Every day at lunch, Mrs Tate would grill me about my future plans.

"Valerie, it's still not too late to grab a scholarship to one of the community colleges," she'd say, looking pained.

I'd shake my head. "No."

"What are you going to do?" she'd asked me one day as we ate lunch together.

I'd considered this, believe me. What would I do once graduation was over? Where would I go? How would I live? Would I stay at home and wait for Mom and Mel to possibly get married? Would I move in with Dad and Briley and Frankie and try to repair the relationship that I was pretty sure Dad didn't want anyway? Would I move out and get a job? Get a roommate? Fall in love?

"Recover," I'd said. And I'd meant it. I needed some time to simply recover. I'd consider my future later, when Garvin High had slipped off me like a heavy coat in a hot room and I'd begun to forget the faces of my classmates. Of Troy. Of Nick. When I'd begun to forget the smell of gunpowder and blood. If I ever could.

That excerpt is the best I found that can convey what the gist of Hate List (by Jennifer Brown) is about.

Valerie Leftman is left bewildered, betrayed and vilified after her boyfriend goes on a shooting rampage and kills people off their Hate List. She struggles to remember the Nick she fell in love with and convince herself that she is not guilty, even though she played a part in coming up with the seemingly-innocuous Hate List. Some label her a hero for stopping Nick (and earning a gunshot wound to her thigh as a result, but saving Jessica Campbell, Queen Bitch, as well). Some think she ought to kill herself like Nick did. With her parents' deteriorating marriage to deal with apart from all that, Valerie is left struggling to understand what she stands for and who she really is and can become.

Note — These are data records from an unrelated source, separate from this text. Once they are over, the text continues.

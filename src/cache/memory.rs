//! 进程内响应缓存（moka）
//!
//! 单机部署与测试使用；条目按写入时传入的 TTL 过期。

use std::time::{Duration, Instant};

use async_trait::async_trait;
use moka::future::Cache;
use moka::policy::Expiry;
use tracing::trace;

use crate::errors::Result;

use super::ResponseCache;

/// 每个条目携带自己的 TTL
struct PerEntryTtl;

impl Expiry<String, (Vec<u8>, Duration)> for PerEntryTtl {
    fn expire_after_create(
        &self,
        _key: &String,
        value: &(Vec<u8>, Duration),
        _created_at: Instant,
    ) -> Option<Duration> {
        Some(value.1)
    }
}

pub struct MemoryResponseCache {
    cache: Cache<String, (Vec<u8>, Duration)>,
}

impl MemoryResponseCache {
    pub fn new(max_capacity: u64) -> Self {
        let cache = Cache::builder()
            .max_capacity(max_capacity)
            .expire_after(PerEntryTtl)
            .build();

        Self { cache }
    }
}

impl Default for MemoryResponseCache {
    fn default() -> Self {
        Self::new(10_000)
    }
}

#[async_trait]
impl ResponseCache for MemoryResponseCache {
    async fn get(&self, key: &str) -> Option<Vec<u8>> {
        let hit = self.cache.get(key).await.map(|(bytes, _)| bytes);
        if hit.is_some() {
            trace!("MemoryResponseCache hit: {}", key);
        }
        hit
    }

    async fn put(&self, key: &str, value: Vec<u8>, ttl: Duration) -> Result<()> {
        self.cache.insert(key.to_string(), (value, ttl)).await;
        Ok(())
    }
}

While the plot might portend a predictable narration (how Valerie, deals with the aftermath of her boyfriend's shooting of the school, and learns to move on with her life and understand that it isn't her fault), Brown's firm grasp of the narrator's voice was what made me read on. And the more I read, the more I empathised with the protagonist. Brown considered every aspect of the shooting, from the parents to the girlfriend to the survivors. What I enjoy most, though, are the conversations Valerie has with her therapist. Brown has made her protagonist very introspective. You can tell the author herself thought through every facet of the shooting and its ramifications. It's not just some superficial oh-woe-is-me-my-boyfriend-went-nuts-and-I-don't-know-what-to-do-anymore narration. Brown draws out the quiet tensions and shifting dynamics between characters throughout the story, without dragging its pace. This is, in my opinion, very skilful narration and grasp of the character's voice.

Hate List is Brown's debut novel and already it has won the Michigan Library Association Thumbs Up Award, and is nominated for the 2011 New Hampshire Flume Award.